*REQUIRED WORK*: The data is to be retyped in full, exactly.

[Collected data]
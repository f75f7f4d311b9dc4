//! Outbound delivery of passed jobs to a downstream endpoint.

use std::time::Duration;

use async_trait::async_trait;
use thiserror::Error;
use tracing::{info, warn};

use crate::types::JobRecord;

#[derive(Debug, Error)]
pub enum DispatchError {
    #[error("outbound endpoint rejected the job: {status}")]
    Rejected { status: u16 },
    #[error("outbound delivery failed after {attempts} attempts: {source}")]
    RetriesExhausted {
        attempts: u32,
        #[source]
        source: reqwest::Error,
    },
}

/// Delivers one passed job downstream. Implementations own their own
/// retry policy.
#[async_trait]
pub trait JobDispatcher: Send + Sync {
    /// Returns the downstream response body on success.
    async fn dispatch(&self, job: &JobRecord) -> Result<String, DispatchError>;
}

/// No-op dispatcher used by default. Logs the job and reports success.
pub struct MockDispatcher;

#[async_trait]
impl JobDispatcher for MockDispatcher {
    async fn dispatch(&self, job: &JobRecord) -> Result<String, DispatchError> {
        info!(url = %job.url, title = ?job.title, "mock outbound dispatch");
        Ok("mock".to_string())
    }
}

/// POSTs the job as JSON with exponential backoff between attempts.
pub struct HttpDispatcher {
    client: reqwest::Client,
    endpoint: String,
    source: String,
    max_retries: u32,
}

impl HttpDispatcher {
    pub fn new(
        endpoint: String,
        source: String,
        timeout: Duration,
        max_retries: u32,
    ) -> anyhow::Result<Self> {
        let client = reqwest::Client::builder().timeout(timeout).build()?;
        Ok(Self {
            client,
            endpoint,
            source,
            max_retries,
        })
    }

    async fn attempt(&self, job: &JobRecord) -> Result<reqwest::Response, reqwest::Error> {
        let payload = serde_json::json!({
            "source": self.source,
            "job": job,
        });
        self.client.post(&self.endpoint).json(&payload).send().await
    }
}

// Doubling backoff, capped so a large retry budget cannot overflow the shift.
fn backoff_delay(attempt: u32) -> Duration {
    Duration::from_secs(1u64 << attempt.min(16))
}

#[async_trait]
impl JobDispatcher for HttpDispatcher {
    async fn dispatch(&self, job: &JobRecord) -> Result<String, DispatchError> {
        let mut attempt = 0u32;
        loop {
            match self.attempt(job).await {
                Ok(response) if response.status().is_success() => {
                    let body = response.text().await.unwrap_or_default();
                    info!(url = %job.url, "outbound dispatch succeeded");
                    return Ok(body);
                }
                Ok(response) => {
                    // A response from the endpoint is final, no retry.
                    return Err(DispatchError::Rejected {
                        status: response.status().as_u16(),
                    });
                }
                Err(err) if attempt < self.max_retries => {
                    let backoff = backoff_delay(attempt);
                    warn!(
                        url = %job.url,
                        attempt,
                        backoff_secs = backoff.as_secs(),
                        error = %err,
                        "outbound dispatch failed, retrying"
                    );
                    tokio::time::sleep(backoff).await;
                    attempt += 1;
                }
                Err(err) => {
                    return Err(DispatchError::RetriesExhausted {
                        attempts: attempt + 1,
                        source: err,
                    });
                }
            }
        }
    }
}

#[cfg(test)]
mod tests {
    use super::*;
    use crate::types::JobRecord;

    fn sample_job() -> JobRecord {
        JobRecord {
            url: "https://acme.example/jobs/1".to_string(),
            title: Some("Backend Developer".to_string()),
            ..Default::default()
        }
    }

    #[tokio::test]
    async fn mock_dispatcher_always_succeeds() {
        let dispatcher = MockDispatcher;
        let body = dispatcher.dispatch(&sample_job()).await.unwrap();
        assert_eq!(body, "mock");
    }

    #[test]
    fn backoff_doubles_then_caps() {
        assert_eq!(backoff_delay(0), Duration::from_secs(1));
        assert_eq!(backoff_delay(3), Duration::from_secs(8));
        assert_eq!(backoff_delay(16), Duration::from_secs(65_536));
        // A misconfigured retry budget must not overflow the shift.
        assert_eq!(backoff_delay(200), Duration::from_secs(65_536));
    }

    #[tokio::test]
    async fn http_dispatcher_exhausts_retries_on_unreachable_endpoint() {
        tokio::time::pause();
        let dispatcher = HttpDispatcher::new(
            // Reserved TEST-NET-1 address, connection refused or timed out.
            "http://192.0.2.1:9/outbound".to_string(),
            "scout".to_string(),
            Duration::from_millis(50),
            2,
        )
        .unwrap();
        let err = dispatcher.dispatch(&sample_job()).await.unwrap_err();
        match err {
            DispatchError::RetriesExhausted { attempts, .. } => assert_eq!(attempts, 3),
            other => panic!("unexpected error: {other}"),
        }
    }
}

*TASK RESULT*:
repository f75f7f4d311b9dc4
//! Outbound delivery of passed jobs to a downstream endpoint.

use std::time::Duration;

use async_trait::async_trait;
use thiserror::Error;
use tracing::{info, warn};

use crate::types::JobRecord;

#[derive(Debug, Error)]
pub enum DispatchError {
    #[error("outbound endpoint rejected the job: {status}")]
    Rejected { status: u16 },
    #[error("outbound delivery failed after {attempts} attempts: {source}")]
    RetriesExhausted {
        attempts: u32,
        #[source]
        source: reqwest::Error,
    },
}

/// Delivers one passed job downstream. Implementations own their own
/// retry policy.
#[async_trait]
pub trait JobDispatcher: Send + Sync {
    /// Returns the downstream response body on success.
    async fn dispatch(&self, job: &JobRecord) -> Result<String, DispatchError>;
}

/// No-op dispatcher used by default. Logs the job and reports success.
pub struct MockDispatcher;

#[async_trait]
impl JobDispatcher for MockDispatcher {
    async fn dispatch(&self, job: &JobRecord) -> Result<String, DispatchError> {
        info!(url = %job.url, title = ?job.title, "mock outbound dispatch");
        Ok("mock".to_string())
    }
}

/// POSTs the job as JSON with exponential backoff between attempts.
pub struct HttpDispatcher {
    client: reqwest::Client,
    endpoint: String,
    source: String,
    max_retries: u32,
}

impl HttpDispatcher {
    pub fn new(
        endpoint: String,
        source: String,
        timeout: Duration,
        max_retries: u32,
    ) -> anyhow::Result<Self> {
        let client = reqwest::Client::builder().timeout(timeout).build()?;
        Ok(Self {
            client,
            endpoint,
            source,
            max_retries,
        })
    }

    async fn attempt(&self, job: &JobRecord) -> Result<reqwest::Response, reqwest::Error> {
        let payload = serde_json::json!({
            "source": self.source,
            "job": job,
        });
        self.client.post(&self.endpoint).json(&payload).send().await
    }
}

// Doubling backoff, capped so a large retry budget cannot overflow the shift.
fn backoff_delay(attempt: u32) -> Duration {
    Duration::from_secs(1u64 << attempt.min(16))
}

#[async_trait]
impl JobDispatcher for HttpDispatcher {
    async fn dispatch(&self, job: &JobRecord) -> Result<String, DispatchError> {
        let mut attempt = 0u32;
        loop {
            match self.attempt(job).await {
                Ok(response) if response.status().is_success() => {
                    let body = response.text().await.unwrap_or_default();
                    info!(url = %job.url, "outbound dispatch succeeded");
                    return Ok(body);
                }
                Ok(response) => {
                    // A response from the endpoint is final, no retry.
                    return Err(DispatchError::Rejected {
                        status: response.status().as_u16(),
                    });
                }
                Err(err) if attempt < self.max_retries => {
                    let backoff = backoff_delay(attempt);
                    warn!(
                        url = %job.url,
                        attempt,
                        backoff_secs = backoff.as_secs(),
                        error = %err,
                        "outbound dispatch failed, retrying"
                    );
                    tokio::time::sleep(backoff).await;
                    attempt += 1;
                }
                Err(err) => {
                    return Err(DispatchError::RetriesExhausted {
                        attempts: attempt + 1,
                        source: err,
                    });
                }
            }
        }
    }
}

#[cfg(test)]
mod tests {
    use super::*;
    use crate::types::JobRecord;

    fn sample_job() -> JobRecord {
        JobRecord {
            url: "https://acme.example/jobs/1".to_string(),
            title: Some("Backend Developer".to_string()),
            ..Default::default()
        }
    }

    #[tokio::test]
    async fn mock_dispatcher_always_succeeds() {
        let dispatcher = MockDispatcher;
        let body = dispatcher.dispatch(&sample_job()).await.unwrap();
        assert_eq!(body, "mock");
    }

    #[test]
    fn backoff_doubles_then_caps() {
        assert_eq!(backoff_delay(0), Duration::from_secs(1));
        assert_eq!(backoff_delay(3), Duration::from_secs(8));
        assert_eq!(backoff_delay(16), Duration::from_secs(65_536));
        // A misconfigured retry budget must not overflow the shift.
        assert_eq!(backoff_delay(200), Duration::from_secs(65_536));
    }

    #[tokio::test]
    async fn http_dispatcher_exhausts_retries_on_unreachable_endpoint() {
        tokio::time::pause();
        let dispatcher = HttpDispatcher::new(
            // Reserved TEST-NET-1 address, connection refused or timed out.
            "http://192.0.2.1:9/outbound".to_string(),
            "scout".to_string(),
            Duration::from_millis(50),
            2,
        )
        .unwrap();
        let err = dispatcher.dispatch(&sample_job()).await.unwrap_err();
        match err {
            DispatchError::RetriesExhausted { attempts, .. } => assert_eq!(attempts, 3),
            other => panic!("unexpected error: {other}"),
        }
    }
}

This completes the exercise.